use ratatui::buffer::Buffer;
use ratatui::layout::Rect;
use ratatui::style::{Modifier, Style};
use ratatui::text::{Line, Span};
use ratatui::widgets::{Block, Borders, Clear, Paragraph, Widget};

use crate::app::ContextMenu;
use crate::theme::Theme;

const MENU_WIDTH: u16 = 14;

/// Where the menu box goes: at its anchor, pushed back inside `area` when it
/// would run off the right or bottom edge.
pub fn menu_rect(menu: &ContextMenu, area: Rect) -> Rect {
  let width = MENU_WIDTH.min(area.width);
  let height = (menu.items.len() as u16 + 2).min(area.height);
  let max_x = area.x + area.width - width;
  let max_y = area.y + area.height - height;
  Rect::new(menu.x.clamp(area.x, max_x), menu.y.clamp(area.y, max_y), width, height)
}

pub fn render_context_menu(menu: &ContextMenu, area: Rect, buf: &mut Buffer, theme: &Theme) {
  if area.width < MENU_WIDTH || area.height < 3 {
    return;
  }
  let popup = menu_rect(menu, area);
  Clear.render(popup, buf);

  let lines: Vec<Line> = menu
    .items
    .iter()
    .enumerate()
    .map(|(i, item)| {
      if i == menu.selected {
        Line::from(Span::styled(
          format!(" {} ", item.label()),
          Style::default()
            .fg(theme.fg_selected)
            .bg(theme.bg_selected)
            .add_modifier(Modifier::BOLD),
        ))
      } else {
        Line::from(Span::styled(
          format!(" {} ", item.label()),
          Style::default().fg(theme.text),
        ))
      }
    })
    .collect();

  let block = Block::default()
    .borders(Borders::ALL)
    .border_style(Style::default().fg(theme.border))
    .style(Style::default().bg(theme.bg_overlay));

  Paragraph::new(lines).block(block).render(popup, buf);
}
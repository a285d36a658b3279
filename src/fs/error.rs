use std::fmt;
use std::io;
use std::path::{Path, PathBuf};

use thiserror::Error;

/// Which filesystem operation failed.
#[derive(Debug, Clone, Copy, PartialEq, Eq)]
pub enum FsOp {
  List,
  Copy,
  Move,
  Delete,
  Rename,
}

impl fmt::Display for FsOp {
  fn fmt(&self, f: &mut fmt::Formatter<'_>) -> fmt::Result {
    let s = match self {
      FsOp::List => "list",
      FsOp::Copy => "copy",
      FsOp::Move => "move",
      FsOp::Delete => "delete",
      FsOp::Rename => "rename",
    };
    f.write_str(s)
  }
}

#[derive(Debug, Error)]
pub enum FsError {
  #[error("permission denied: {}", path.display())]
  PermissionDenied { path: PathBuf },

  #[error("not a valid directory: {}", path.display())]
  InvalidPath { path: PathBuf },

  #[error("cannot paste {} into itself", path.display())]
  PasteIntoSelf { path: PathBuf },

  #[error("{op} failed for {}: {source}", path.display())]
  OperationFailed {
    op: FsOp,
    path: PathBuf,
    #[source]
    source: io::Error,
  },
}

pub type FsResult<T> = Result<T, FsError>;

impl FsError {
  /// Wraps an I/O error from `op` on `path`.
  pub fn op(op: FsOp, path: &Path, source: io::Error) -> Self {
    FsError::OperationFailed {
      op,
      path: path.to_path_buf(),
      source,
    }
  }

  /// Like [`FsError::op`], but lifts permission errors when listing.
  pub fn listing(path: &Path, source: io::Error) -> Self {
    if source.kind() == io::ErrorKind::PermissionDenied {
      FsError::PermissionDenied { path: path.to_path_buf() }
    } else {
      FsError::op(FsOp::List, path, source)
    }
  }
}
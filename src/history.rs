use std::path::{Path, PathBuf};

/// Directories visited along the current branch, with a cursor at the one
/// being displayed. Never empty.
#[derive(Debug, Clone)]
pub struct History {
  entries: Vec<PathBuf>,
  cursor: usize,
}

impl History {
  pub fn new(start: PathBuf) -> Self {
    Self {
      entries: vec![start],
      cursor: 0,
    }
  }

  /// Records a navigation to `path`, discarding any forward entries.
  pub fn visit(&mut self, path: PathBuf) {
    if path == self.entries[self.cursor] {
      return;
    }
    self.entries.truncate(self.cursor + 1);
    self.entries.push(path);
    self.cursor = self.entries.len() - 1;
  }

  pub fn go_back(&mut self) -> Option<&Path> {
    if self.cursor == 0 {
      return None;
    }
    self.cursor -= 1;
    Some(&self.entries[self.cursor])
  }

  pub fn go_forward(&mut self) -> Option<&Path> {
    if self.cursor + 1 >= self.entries.len() {
      return None;
    }
    self.cursor += 1;
    Some(&self.entries[self.cursor])
  }

  pub fn current(&self) -> &Path {
    &self.entries[self.cursor]
  }

  pub fn can_go_back(&self) -> bool {
    self.cursor > 0
  }

  pub fn can_go_forward(&self) -> bool {
    self.cursor + 1 < self.entries.len()
  }

  pub fn entries(&self) -> &[PathBuf] {
    &self.entries
  }

  pub fn cursor(&self) -> usize {
    self.cursor
  }
}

● **Work to be completed**: Your job is to copy all the records exactly.

● **Response**:
use ratatui::buffer::Buffer;
use ratatui::layout::Rect;
use ratatui::style::{Modifier, Style};
use ratatui::text::{Line, Span};
use ratatui::widgets::{Block, Borders, Clear, Paragraph, Widget};

use crate::app::ContextMenu;
use crate::theme::Theme;

const MENU_WIDTH: u16 = 14;

/// Where the menu box goes: at its anchor, pushed back inside `area` when it
/// would run off the right or bottom edge.
pub fn menu_rect(menu: &ContextMenu, area: Rect) -> Rect {
  let width = MENU_WIDTH.min(area.width);
  let height = (menu.items.len() as u16 + 2).min(area.height);
  let max_x = area.x + area.width - width;
  let max_y = area.y + area.height - height;
  Rect::new(menu.x.clamp(area.x, max_x), menu.y.clamp(area.y, max_y), width, height)
}

pub fn render_context_menu(menu: &ContextMenu, area: Rect, buf: &mut Buffer, theme: &Theme) {
  if area.width < MENU_WIDTH || area.height < 3 {
    return;
  }
  let popup = menu_rect(menu, area);
  Clear.render(popup, buf);

  let lines: Vec<Line> = menu
    .items
    .iter()
    .enumerate()
    .map(|(i, item)| {
      if i == menu.selected {
        Line::from(Span::styled(
          format!(" {} ", item.label()),
          Style::default()
            .fg(theme.fg_selected)
            .bg(theme.bg_selected)
            .add_modifier(Modifier::BOLD),
        ))
      } else {
        Line::from(Span::styled(
          format!(" {} ", item.label()),
          Style::default().fg(theme.text),
        ))
      }
    })
    .collect();

  let block = Block::default()
    .borders(Borders::ALL)
    .border_style(Style::default().fg(theme.border))
    .style(Style::default().bg(theme.bg_overlay));

  Paragraph::new(lines).block(block).render(popup, buf);
}
repository a285d36a658b3279
filename src/fs/error.rs
use std::fmt;
use std::io;
use std::path::{Path, PathBuf};

use thiserror::Error;

/// Which filesystem operation failed.
#[derive(Debug, Clone, Copy, PartialEq, Eq)]
pub enum FsOp {
  List,
  Copy,
  Move,
  Delete,
  Rename,
}

impl fmt::Display for FsOp {
  fn fmt(&self, f: &mut fmt::Formatter<'_>) -> fmt::Result {
    let s = match self {
      FsOp::List => "list",
      FsOp::Copy => "copy",
      FsOp::Move => "move",
      FsOp::Delete => "delete",
      FsOp::Rename => "rename",
    };
    f.write_str(s)
  }
}

#[derive(Debug, Error)]
pub enum FsError {
  #[error("permission denied: {}", path.display())]
  PermissionDenied { path: PathBuf },

  #[error("not a valid directory: {}", path.display())]
  InvalidPath { path: PathBuf },

  #[error("cannot paste {} into itself", path.display())]
  PasteIntoSelf { path: PathBuf },

  #[error("{op} failed for {}: {source}", path.display())]
  OperationFailed {
    op: FsOp,
    path: PathBuf,
    #[source]
    source: io::Error,
  },
}

pub type FsResult<T> = Result<T, FsError>;

impl FsError {
  /// Wraps an I/O error from `op` on `path`.
  pub fn op(op: FsOp, path: &Path, source: io::Error) -> Self {
    FsError::OperationFailed {
      op,
      path: path.to_path_buf(),
      source,
    }
  }

  /// Like [`FsError::op`], but lifts permission errors when listing.
  pub fn listing(path: &Path, source: io::Error) -> Self {
    if source.kind() == io::ErrorKind::PermissionDenied {
      FsError::PermissionDenied { path: path.to_path_buf() }
    } else {
      FsError::op(FsOp::List, path, source)
    }
  }
}
filename src/history.rs
use std::path::{Path, PathBuf};

/// Directories visited along the current branch, with a cursor at the one
/// being displayed. Never empty.
#[derive(Debug, Clone)]
pub struct History {
  entries: Vec<PathBuf>,
  cursor: usize,
}

impl History {
  pub fn new(start: PathBuf) -> Self {
    Self {
      entries: vec![start],
      cursor: 0,
    }
  }

  /// Records a navigation to `path`, discarding any forward entries.
  pub fn visit(&mut self, path: PathBuf) {
    if path == self.entries[self.cursor] {
      return;
    }
    self.entries.truncate(self.cursor + 1);
    self.entries.push(path);
    self.cursor = self.entries.len() - 1;
  }

  pub fn go_back(&mut self) -> Option<&Path> {
    if self.cursor == 0 {
      return None;
    }
    self.cursor -= 1;
    Some(&self.entries[self.cursor])
  }

  pub fn go_forward(&mut self) -> Option<&Path> {
    if self.cursor + 1 >= self.entries.len() {
      return None;
    }
    self.cursor += 1;
    Some(&self.entries[self.cursor])
  }

  pub fn current(&self) -> &Path {
    &self.entries[self.cursor]
  }

  pub fn can_go_back(&self) -> bool {
    self.cursor > 0
  }

  pub fn can_go_forward(&self) -> bool {
    self.cursor + 1 < self.entries.len()
  }

  pub fn entries(&self) -> &[PathBuf] {
    &self.entries
  }

  pub fn cursor(&self) -> usize {
    self.cursor
  }
}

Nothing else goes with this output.